HOW TO COMPLETE THIS TASK
Across the material below, how many lines contain the word "None"? Respond with the number only.

---

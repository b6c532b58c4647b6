//! OpenAI chat-completions client.
//!
//! See: <https://platform.openai.com/docs/api-reference/chat>

use std::time::Duration;

use async_trait::async_trait;
use reqwest::{Client, StatusCode};
use serde::{Deserialize, Serialize};
use tracing::{debug, instrument};

use super::remote::{ChatMessage, Completion, RemoteClient, Usage};
use crate::{Result, RouterError};

/// Default base URL for the OpenAI API.
pub const DEFAULT_BASE_URL: &str = "https://api.openai.com";

/// [`RemoteClient`] for OpenAI-compatible chat-completion endpoints.
#[derive(Clone)]
pub struct OpenAiClient {
    api_key: String,
    http: Client,
    base_url: String,
}

impl OpenAiClient {
    /// Create a client for the public OpenAI API.
    pub fn new(api_key: impl Into<String>) -> Self {
        Self::with_base_url(api_key, DEFAULT_BASE_URL)
    }

    /// Create a client with a custom base URL (for OpenAI-compatible
    /// servers, or wiremock in tests).
    pub fn with_base_url(api_key: impl Into<String>, base_url: impl Into<String>) -> Self {
        let base_url: String = base_url.into();
        Self {
            api_key: api_key.into(),
            http: Client::new(),
            base_url: base_url.trim_end_matches('/').to_string(),
        }
    }

    pub fn base_url(&self) -> &str {
        &self.base_url
    }
}

impl std::fmt::Debug for OpenAiClient {
    fn fmt(&self, f: &mut std::fmt::Formatter<'_>) -> std::fmt::Result {
        f.debug_struct("OpenAiClient")
            .field("base_url", &self.base_url)
            .finish_non_exhaustive()
    }
}

#[async_trait]
impl RemoteClient for OpenAiClient {
    #[instrument(
        name = "openai.complete",
        skip(self, model_id, messages),
        fields(model = %model_id)
    )]
    async fn complete(
        &self,
        model_id: &str,
        messages: &[ChatMessage],
        max_tokens: u32,
        temperature: f32,
        timeout: Duration,
    ) -> Result<Completion> {
        let url = format!("{}/v1/chat/completions", self.base_url);

        let response = self
            .http
            .post(&url)
            .bearer_auth(&self.api_key)
            .timeout(timeout)
            .json(&ChatRequest {
                model: model_id,
                messages,
                max_tokens,
                temperature,
            })
            .send()
            .await
            .map_err(|e| classify_transport(e, timeout))?;

        let status = response.status();
        if !status.is_success() {
            let retry_after = response
                .headers()
                .get("retry-after")
                .and_then(|v| v.to_str().ok())
                .and_then(|s| s.trim().parse::<u64>().ok())
                .map(Duration::from_secs);
            let body = response.text().await.unwrap_or_default();
            return Err(classify_status(status, retry_after, body));
        }

        let body: ChatResponse = response
            .json()
            .await
            .map_err(|e| classify_transport(e, timeout))?;

        let text = body
            .choices
            .into_iter()
            .next()
            .and_then(|c| c.message.content)
            .map(|t| t.trim().to_string())
            .filter(|t| !t.is_empty())
            .ok_or(RouterError::EmptyResponse)?;

        let usage = body.usage.unwrap_or_default();
        debug!(total_tokens = usage.total_tokens, "completion received");

        Ok(Completion { text, usage })
    }
}

fn classify_transport(err: reqwest::Error, timeout: Duration) -> RouterError {
    if err.is_timeout() {
        RouterError::Timeout(timeout)
    } else {
        RouterError::from(err)
    }
}

fn classify_status(status: StatusCode, retry_after: Option<Duration>, body: String) -> RouterError {
    let message = api_error_message(&body).unwrap_or(body);
    match status.as_u16() {
        429 => RouterError::RateLimited { retry_after },
        code if status.is_server_error() => RouterError::ServerError {
            status: code,
            message,
        },
        code => RouterError::Api {
            status: code,
            message,
        },
    }
}

/// Extract `error.message` from an OpenAI error body.
fn api_error_message(body: &str) -> Option<String> {
    let parsed: ErrorBody = serde_json::from_str(body).ok()?;
    Some(parsed.error.message)
}

#[derive(Serialize)]
struct ChatRequest<'a> {
    model: &'a str,
    messages: &'a [ChatMessage],
    max_tokens: u32,
    temperature: f32,
}

#[derive(Deserialize)]
struct ChatResponse {
    #[serde(default)]
    choices: Vec<Choice>,
    usage: Option<Usage>,
}

#[derive(Deserialize)]
struct Choice {
    message: ResponseMessage,
}

#[derive(Deserialize)]
struct ResponseMessage {
    content: Option<String>,
}

#[derive(Deserialize)]
struct ErrorBody {
    error: ErrorDetail,
}

#[derive(Deserialize)]
struct ErrorDetail {
    message: String,
}

#[cfg(test)]
mod tests {
    use super::*;

    #[test]
    fn base_url_trailing_slash_is_trimmed() {
        let client = OpenAiClient::with_base_url("k", "http://localhost:8080/");
        assert_eq!(client.base_url(), "http://localhost:8080");
    }

    #[test]
    fn debug_hides_api_key() {
        let client = OpenAiClient::new("sk-secret");
        assert!(!format!("{client:?}").contains("sk-secret"));
    }

    #[test]
    fn status_classification() {
        let rate = classify_status(
            StatusCode::TOO_MANY_REQUESTS,
            Some(Duration::from_secs(2)),
            String::new(),
        );
        assert!(matches!(
            rate,
            RouterError::RateLimited { retry_after: Some(d) } if d == Duration::from_secs(2)
        ));

        let server = classify_status(StatusCode::BAD_GATEWAY, None, "upstream".into());
        assert!(matches!(server, RouterError::ServerError { status: 502, .. }));

        let client = classify_status(
            StatusCode::UNAUTHORIZED,
            None,
            r#"{"error":{"message":"Incorrect API key provided"}}"#.into(),
        );
        assert!(matches!(
            client,
            RouterError::Api { status: 401, ref message } if message == "Incorrect API key provided"
        ));
    }
}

---

RESULT
2